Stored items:
________________

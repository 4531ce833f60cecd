//! 分支定界求解
//!
//! LP 鬆弛交給 good_lp + microlp（純 Rust）求解，整數性由深度優先的
//! 分支定界處理。每個整數候選解都以十進位精確地重新檢查可行性，
//! 浮點誤差不會讓不可行的計劃被接受。

use std::collections::BTreeMap;
use std::time::{Duration, Instant};

use good_lp::{
    constraint, microlp, variable, variables, Expression, ResolutionError, Solution, SolverModel,
    Variable,
};
use prodopt_core::{ProdOptError, ProductionPlan, SolverConfig};
use rust_decimal::prelude::ToPrimitive;
use rust_decimal::Decimal;

use crate::model::OptimizationModel;
use crate::solver::{MilpBackend, SolveResult};

/// 預設的 MILP 後端
#[derive(Debug, Clone, Copy, Default)]
pub struct BranchAndBound;

impl MilpBackend for BranchAndBound {
    fn name(&self) -> &'static str {
        "branch-and-bound/microlp"
    }

    fn solve(
        &self,
        model: &OptimizationModel,
        config: &SolverConfig,
    ) -> prodopt_core::Result<SolveResult> {
        Search::new(model, config).run()
    }
}

/// 搜尋樹節點：各變數的整數上下界
#[derive(Debug, Clone)]
struct Node {
    lower: Vec<u64>,
    upper: Vec<Option<u64>>,
}

impl Node {
    /// 限制 x[index] <= value，界限矛盾時回傳 None
    fn with_upper(&self, index: usize, value: u64) -> Option<Node> {
        if value < self.lower[index] {
            return None;
        }
        let mut child = self.clone();
        child.upper[index] = Some(value);
        Some(child)
    }

    /// 限制 x[index] >= value，界限矛盾時回傳 None
    fn with_lower(&self, index: usize, value: u64) -> Option<Node> {
        if self.upper[index].map_or(false, |ub| value > ub) {
            return None;
        }
        let mut child = self.clone();
        child.lower[index] = value;
        Some(child)
    }

    fn clamp(&self, index: usize, value: u64) -> u64 {
        let value = value.max(self.lower[index]);
        match self.upper[index] {
            Some(ub) => value.min(ub),
            None => value,
        }
    }
}

enum Relaxation {
    Solved { values: Vec<f64>, bound: f64 },
    Infeasible,
    Unbounded,
}

struct Incumbent {
    quantities: Vec<u64>,
    objective: Decimal,
}

struct Search<'a> {
    model: &'a OptimizationModel,
    config: &'a SolverConfig,
    objective: Vec<f64>,
    rows: Vec<(Vec<f64>, f64)>,
    incumbent: Option<Incumbent>,
    nodes_explored: usize,
    started: Instant,
    deadline: Option<Instant>,
}

fn to_f64(value: Decimal) -> f64 {
    value.to_f64().unwrap_or(f64::MAX)
}

impl<'a> Search<'a> {
    fn new(model: &'a OptimizationModel, config: &'a SolverConfig) -> Self {
        let started = Instant::now();
        let rows = model
            .constraints()
            .iter()
            .filter(|c| !c.is_trivial())
            .map(|c| (c.coefficients.iter().copied().map(to_f64).collect(), to_f64(c.capacity)))
            .collect();

        Self {
            model,
            config,
            objective: model.objective().iter().copied().map(to_f64).collect(),
            rows,
            incumbent: None,
            nodes_explored: 0,
            started,
            deadline: config
                .time_limit_ms
                .map(|ms| started + Duration::from_millis(ms)),
        }
    }

    fn run(mut self) -> prodopt_core::Result<SolveResult> {
        let root = Node {
            lower: self.model.variables().iter().map(|v| v.lower_bound).collect(),
            upper: self.model.variables().iter().map(|v| v.upper_bound).collect(),
        };

        // 下界本身（通常是全 0）若可行即為初始解
        self.try_candidate(&root.lower)?;

        let mut stack = vec![root];
        while let Some(node) = stack.pop() {
            if self.budget_exhausted() {
                tracing::debug!(
                    "分支定界逾時：已探索 {} 個節點，剩餘 {} 個",
                    self.nodes_explored,
                    stack.len() + 1
                );
                return Ok(SolveResult::SolverTimeout {
                    nodes_explored: self.nodes_explored,
                    elapsed_ms: self.started.elapsed().as_millis(),
                });
            }
            self.nodes_explored += 1;

            let (values, bound) = match self.relax(&node)? {
                Relaxation::Solved { values, bound } => (values, bound),
                Relaxation::Infeasible => continue,
                Relaxation::Unbounded => {
                    return Ok(SolveResult::Unbounded {
                        product_ids: self.model.unbounded_products(),
                    })
                }
            };

            if self.is_dominated(bound) {
                continue;
            }

            // 捨去解作為候選（非負係數下通常可行）
            let floored: Vec<u64> = values
                .iter()
                .enumerate()
                .map(|(i, v)| {
                    let floor = (v + self.config.integrality_tolerance).floor().max(0.0);
                    node.clamp(i, floor as u64)
                })
                .collect();
            self.try_candidate(&floored)?;

            match self.branching_index(&values) {
                Some(index) => {
                    let down = values[index].floor().max(0.0) as u64;
                    if let Some(child) = node.with_upper(index, down) {
                        stack.push(child);
                    }
                    if let Some(child) = node.with_lower(index, down + 1) {
                        stack.push(child);
                    }
                }
                None => {
                    let rounded: Vec<u64> = values
                        .iter()
                        .enumerate()
                        .map(|(i, v)| node.clamp(i, v.round().max(0.0) as u64))
                        .collect();
                    if self.try_candidate(&rounded)? {
                        continue;
                    }

                    // 四捨五入後精確檢查不可行：優先對被進位的變數分支，否則對任一
                    // 高於下界的變數分支。全部等於下界時，節點內任何點的耗用都不小於
                    // 此點，整個節點不可行。
                    let tightenable = |i: &usize| rounded[*i] > node.lower[*i];
                    let index = (0..rounded.len())
                        .filter(tightenable)
                        .find(|&i| rounded[i] as f64 > values[i])
                        .or_else(|| (0..rounded.len()).find(tightenable));
                    if let Some(index) = index {
                        if let Some(child) = node.with_upper(index, rounded[index] - 1) {
                            stack.push(child);
                        }
                        if let Some(child) = node.with_lower(index, rounded[index]) {
                            stack.push(child);
                        }
                    }
                }
            }
        }

        tracing::debug!("分支定界完成：探索 {} 個節點", self.nodes_explored);

        Ok(match self.incumbent.take() {
            Some(incumbent) => SolveResult::Optimal(self.to_plan(incumbent)),
            None => SolveResult::Infeasible,
        })
    }

    fn budget_exhausted(&self) -> bool {
        self.nodes_explored >= self.config.max_nodes
            || self.deadline.map_or(false, |deadline| Instant::now() >= deadline)
    }

    /// 求解節點的 LP 鬆弛
    fn relax(&self, node: &Node) -> prodopt_core::Result<Relaxation> {
        let mut vars = variables!();
        let xs: Vec<Variable> = node
            .lower
            .iter()
            .zip(&node.upper)
            .map(|(&lo, &hi)| {
                let definition = variable().min(lo as f64);
                match hi {
                    Some(hi) => vars.add(definition.max(hi as f64)),
                    None => vars.add(definition),
                }
            })
            .collect();

        let mut objective: Expression = 0.into();
        for (&x, &profit) in xs.iter().zip(&self.objective) {
            objective += x * profit;
        }

        let mut problem = vars.maximise(objective).using(microlp);
        for (row, capacity) in &self.rows {
            let capacity = *capacity;
            let mut usage: Expression = 0.into();
            for (&x, &rate) in xs.iter().zip(row) {
                if rate != 0.0 {
                    usage += x * rate;
                }
            }
            problem = problem.with(constraint!(usage <= capacity));
        }

        let solution = match problem.solve() {
            Ok(solution) => solution,
            Err(ResolutionError::Infeasible) => return Ok(Relaxation::Infeasible),
            Err(ResolutionError::Unbounded) => return Ok(Relaxation::Unbounded),
            Err(err) => {
                return Err(ProdOptError::Solver(format!("LP 鬆弛求解失敗: {:?}", err)));
            }
        };

        let values: Vec<f64> = xs.iter().map(|&x| solution.value(x).max(0.0)).collect();
        let bound: f64 = values
            .iter()
            .zip(&self.objective)
            .map(|(v, profit)| v * profit)
            .sum();

        Ok(Relaxation::Solved { values, bound })
    }

    /// 上界不可能優於目前最佳解
    fn is_dominated(&self, bound: f64) -> bool {
        match &self.incumbent {
            Some(incumbent) => {
                let best = to_f64(incumbent.objective);
                bound <= best + self.config.optimality_tolerance * best.abs().max(1.0)
            }
            None => false,
        }
    }

    /// 第一個非整數的變數
    fn branching_index(&self, values: &[f64]) -> Option<usize> {
        values
            .iter()
            .position(|v| (v - v.round()).abs() > self.config.integrality_tolerance)
    }

    /// 精確檢查候選解，可行且更好時更新最佳解；回傳是否可行
    fn try_candidate(&mut self, quantities: &[u64]) -> prodopt_core::Result<bool> {
        if !self.model.is_feasible(quantities) {
            return Ok(false);
        }

        let objective = self
            .model
            .evaluate_objective(quantities)
            .ok_or_else(|| ProdOptError::Solver("目標值計算溢位".to_string()))?;

        let improves = self
            .incumbent
            .as_ref()
            .map_or(true, |incumbent| objective > incumbent.objective);
        if improves {
            tracing::trace!("新的最佳解：目標值 {}，節點 {}", objective, self.nodes_explored);
            self.incumbent = Some(Incumbent {
                quantities: quantities.to_vec(),
                objective,
            });
        }

        Ok(true)
    }

    fn to_plan(&self, incumbent: Incumbent) -> ProductionPlan {
        let quantities: BTreeMap<String, u64> = self
            .model
            .variables()
            .iter()
            .zip(incumbent.quantities)
            .map(|(var, quantity)| (var.product_id.clone(), quantity))
            .collect();

        ProductionPlan::new(quantities, incumbent.objective)
    }
}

________________

● **EXERCISE INSTRUCTIONS**: Check the data for lines with "variables" and give only their number.

● **REPLY**: 5